Now this is where Advance comes into the picture and the Australian Government is happy to partner with Advance and work with Advance in supporting Australians succeed overseas but also ensuring that they bring their skills and their perspectives and their insights back home, so that all Australians benefit from what they are achieving overseas.

Advance's mission is a remarkable one: help Australians succeed overseas, help the economy and the Australian society benefit from their work.

I'm delighted to announce this evening that Arthur Sinodinos and I, through our respective Departments –the Department of Industry, Innovation and Science and the Department of Foreign Affairs and Trade – are investing almost $4.5 million in Advance so that they can continue their extraordinary work.

This is part of the Prime Minister's Global Innovation Strategy, and what is exciting about tonight is not only are we recognising the achievements of our global Aussies but we are also celebrating the achievements of our global alumni, the international students who came here and gained qualifications in Australia.

Over 2.5 million international students have studied and gained a qualification in Australia. 90,000 of them have been supported by the Australian Government through the Australia Awards or the original Colombo Plan of the 1950s and the 1960s.

We have benefitted from their experience here, because they are now ambassadors for Australia in their home countries, and as you travel around the world you will meet cabinet ministers, business leaders, community leaders, heads of NGOs who gained their qualification in Australia. It's an extraordinary network.

So last year I announced the Australian Government Global Alumni Engagement Strategy, and that brings together all the people who have studied in Australia as well as all of the Australian students who have studied overseas – a most remarkable web of people.

The work of Advance is supporting what we're doing with our signature initiative, the New Colombo Plan, cunningly named, it's not the old Colombo Plan, it's the New Colombo Plan, and it works in reverse.

The Australian Government since 2014, have been supporting young Australians undergraduates to live and study and undertake work experience or a practicum or internship in one of 38 countries in the Indian Ocean-Asia Pacific region.

We are partnering with the universities, because every university is involved, we are partnering with the governments because we've had to change student visas in some countries, and we have 240 business partners – private sector, also public sector, government departments – who are taking young Aussies on as interns in their countries.

So from law undergraduates studying at Tokyo University and getting an internship at a top Tokyo law firm, to medical students who are working in Cambodia and studying at a university in Cambodia, to young students studying international affairs, working in Vanuatu and getting a job in the Department of Foreign Affairs in Vanuatu, we have young Australians throughout the region.

In the four years since this program began, between 2014-2018, we will have supported 30,000 young Australians under the New Colombo Plan.

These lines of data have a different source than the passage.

//! CLI commands for reports
//!
//! Provides commands for generating and exporting various financial reports.

use crate::error::EnvelopeResult;
use crate::models::BudgetPeriod;
use crate::reports::{
    AccountRegisterReport, BudgetOverviewReport, NetWorthReport, RegisterFilter, SpendingReport,
};
use crate::services::AccountService;
use crate::storage::Storage;
use chrono::NaiveDate;
use clap::Subcommand;
use std::fs::File;
use std::io::BufWriter;
use std::path::PathBuf;

/// Report subcommands
#[derive(Subcommand, Debug)]
pub enum ReportCommands {
    /// Generate a budget overview report
    #[command(alias = "budget-overview")]
    Budget {
        /// Budget period (e.g., "2025-01" for January 2025)
        #[arg(short, long)]
        period: Option<String>,

        /// Export to CSV file
        #[arg(short, long)]
        output: Option<PathBuf>,
    },

    /// Generate a spending report by category
    Spending {
        /// Start date (YYYY-MM-DD)
        #[arg(short, long)]
        start: Option<String>,

        /// End date (YYYY-MM-DD)
        #[arg(short, long)]
        end: Option<String>,

        /// Budget period to report on (alternative to start/end)
        #[arg(short, long)]
        period: Option<String>,

        /// Export to CSV file
        #[arg(short, long)]
        output: Option<PathBuf>,

        /// Show top N categories only
        #[arg(long)]
        top: Option<usize>,
    },

    /// Generate an account register report
    #[command(alias = "transactions")]
    Register {
        /// Account name or ID
        account: String,

        /// Start date (YYYY-MM-DD)
        #[arg(short, long)]
        start: Option<String>,

        /// End date (YYYY-MM-DD)
        #[arg(short, long)]
        end: Option<String>,

        /// Filter by payee (partial match)
        #[arg(long)]
        payee: Option<String>,

        /// Show only uncategorized transactions
        #[arg(long)]
        uncategorized: bool,

        /// Export to CSV file
        #[arg(short, long)]
        output: Option<PathBuf>,
    },

    /// Generate a net worth report
    #[command(alias = "networth")]
    NetWorth {
        /// Include archived accounts
        #[arg(short, long)]
        all: bool,

        /// Export to CSV file
        #[arg(short, long)]
        output: Option<PathBuf>,
    },
}

/// Handle report commands
pub fn handle_report_command(storage: &Storage, cmd: ReportCommands) -> EnvelopeResult<()> {
    match cmd {
        ReportCommands::Budget { period, output } => handle_budget_report(storage, period, output),
        ReportCommands::Spending {
            start,
            end,
            period,
            output,
            top,
        } => handle_spending_report(storage, start, end, period, output, top),
        ReportCommands::Register {
            account,
            start,
            end,
            payee,
            uncategorized,
            output,
        } => handle_register_report(storage, account, start, end, payee, uncategorized, output),
        ReportCommands::NetWorth { all, output } => handle_net_worth_report(storage, all, output),
    }
}

/// Handle budget overview report
fn handle_budget_report(
    storage: &Storage,
    period: Option<String>,
    output: Option<PathBuf>,
) -> EnvelopeResult<()> {
    // Parse period or use current
    let budget_period = if let Some(period_str) = period {
        BudgetPeriod::parse(&period_str).map_err(|e| {
            crate::error::EnvelopeError::Validation(format!(
                "Invalid period format: {}. Use YYYY-MM (e.g., 2025-01)",
                e
            ))
        })?
    } else {
        BudgetPeriod::current_month()
    };

    // Generate report
    let report = BudgetOverviewReport::generate(storage, &budget_period)?;

    // Output
    if let Some(path) = output {
        let file = File::create(&path).map_err(|e| {
            crate::error::EnvelopeError::Export(format!(
                "Failed to create file {}: {}",
                path.display(),
                e
            ))
        })?;
        let mut writer = BufWriter::new(file);
        report.export_csv(&mut writer)?;
        println!("Budget report exported to: {}", path.display());
    } else {
        println!("{}", report.format_terminal());
    }

    Ok(())
}

/// Handle spending report
fn handle_spending_report(
    storage: &Storage,
    start: Option<String>,
    end: Option<String>,
    period: Option<String>,
    output: Option<PathBuf>,
    top: Option<usize>,
) -> EnvelopeResult<()> {
    // Determine date range
    let (start_date, end_date) = if let Some(period_str) = period {
        let budget_period = BudgetPeriod::parse(&period_str).map_err(|e| {
            crate::error::EnvelopeError::Validation(format!(
                "Invalid period format: {}. Use YYYY-MM (e.g., 2025-01)",
                e
            ))
        })?;
        (budget_period.start_date(), budget_period.end_date())
    } else {
        let start_date = if let Some(s) = start {
            NaiveDate::parse_from_str(&s, "%Y-%m-%d").map_err(|_| {
                crate::error::EnvelopeError::Validation(format!(
                    "Invalid start date format: {}. Use YYYY-MM-DD",
                    s
                ))
            })?
        } else {
            // Default to start of current month
            let today = chrono::Local::now().date_naive();
            NaiveDate::from_ymd_opt(today.year(), today.month(), 1).unwrap_or(today)
        };

        let end_date = if let Some(e) = end {
            NaiveDate::parse_from_str(&e, "%Y-%m-%d").map_err(|_| {
                crate::error::EnvelopeError::Validation(format!(
                    "Invalid end date format: {}. Use YYYY-MM-DD",
                    e
                ))
            })?
        } else {
            // Default to today
            chrono::Local::now().date_naive()
        };

        (start_date, end_date)
    };

    // Generate report
    let report = SpendingReport::generate(storage, start_date, end_date)?;

    // Output
    if let Some(path) = output {
        let file = File::create(&path).map_err(|e| {
            crate::error::EnvelopeError::Export(format!(
                "Failed to create file {}: {}",
                path.display(),
                e
            ))
        })?;
        let mut writer = BufWriter::new(file);
        report.export_csv(&mut writer)?;
        println!("Spending report exported to: {}", path.display());
    } else if let Some(n) = top {
        // Show top N categories only
        println!(
            "Top {} Spending Categories: {} to {}\n",
            n, start_date, end_date
        );
        println!("{:<35} {:>12} {:>8}", "Category", "Amount", "%");
        println!("{}", "-".repeat(60));

        for cat in report.top_categories(n) {
            println!(
                "{:<35} {:>12} {:>7.1}%",
                cat.category_name,
                cat.total_spending.abs(),
                cat.percentage
            );
        }
        println!("\nTotal Spending: {}", report.total_spending.abs());
    } else {
        println!("{}", report.format_terminal());
    }

    Ok(())
}

/// Handle account register report
fn handle_register_report(
    storage: &Storage,
    account: String,
    start: Option<String>,
    end: Option<String>,
    payee: Option<String>,
    uncategorized: bool,
    output: Option<PathBuf>,
) -> EnvelopeResult<()> {
    let account_service = AccountService::new(storage);

    // Find account
    let account = account_service
        .find(&account)?
        .ok_or_else(|| crate::error::EnvelopeError::account_not_found(&account))?;

    // Build filter
    let filter = RegisterFilter {
        start_date: start
            .map(|s| {
                NaiveDate::parse_from_str(&s, "%Y-%m-%d").map_err(|_| {
                    crate::error::EnvelopeError::Validation(format!(
                        "Invalid start date format: {}. Use YYYY-MM-DD",
                        s
                    ))
                })
            })
            .transpose()?,
        end_date: end
            .map(|s| {
                NaiveDate::parse_from_str(&s, "%Y-%m-%d").map_err(|_| {
                    crate::error::EnvelopeError::Validation(format!(
                        "Invalid end date format: {}. Use YYYY-MM-DD",
                        s
                    ))
                })
            })
            .transpose()?,
        payee_contains: payee,
        uncategorized_only: uncategorized,
        ..Default::default()
    };

    // Generate report
    let report = AccountRegisterReport::generate(storage, account.id, filter)?;

    // Output
    if let Some(path) = output {
        let file = File::create(&path).map_err(|e| {
            crate::error::EnvelopeError::Export(format!(
                "Failed to create file {}: {}",
                path.display(),
                e
            ))
        })?;
        let mut writer = BufWriter::new(file);
        report.export_csv(&mut writer)?;
        println!("Register report exported to: {}", path.display());
    } else {
        println!("{}", report.format_terminal());
    }

    Ok(())
}

/// Handle net worth report
fn handle_net_worth_report(
    storage: &Storage,
    include_archived: bool,
    output: Option<PathBuf>,
) -> EnvelopeResult<()> {
    // Generate report
    let report = NetWorthReport::generate(storage, include_archived)?;

    // Output
    if let Some(path) = output {
        let file = File::create(&path).map_err(|e| {
            crate::error::EnvelopeError::Export(format!(
                "Failed to create file {}: {}",
                path.display(),
                e
            ))
        })?;
        let mut writer = BufWriter::new(file);
        report.export_csv(&mut writer)?;
        println!("Net worth report exported to: {}", path.display());
    } else {
        println!("{}", report.format_terminal());
    }

    Ok(())
}

use chrono::Datelike;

They will come back to Australia with new perspectives, new insights, new ideas, new skills.

They will not only have a transformative experience, but they will add to the productivity of this country and the future of this country because they will be our ambassadors.

And that's what Advance is all about – celebrating the sheer dynamism and vitality and creativity of our young people, and I cannot think of a better investment of this country than supporting young Australians to do their very best on the world stage.

So my congratulations to the winners this evening, and to Advance – keep up the magnificent work.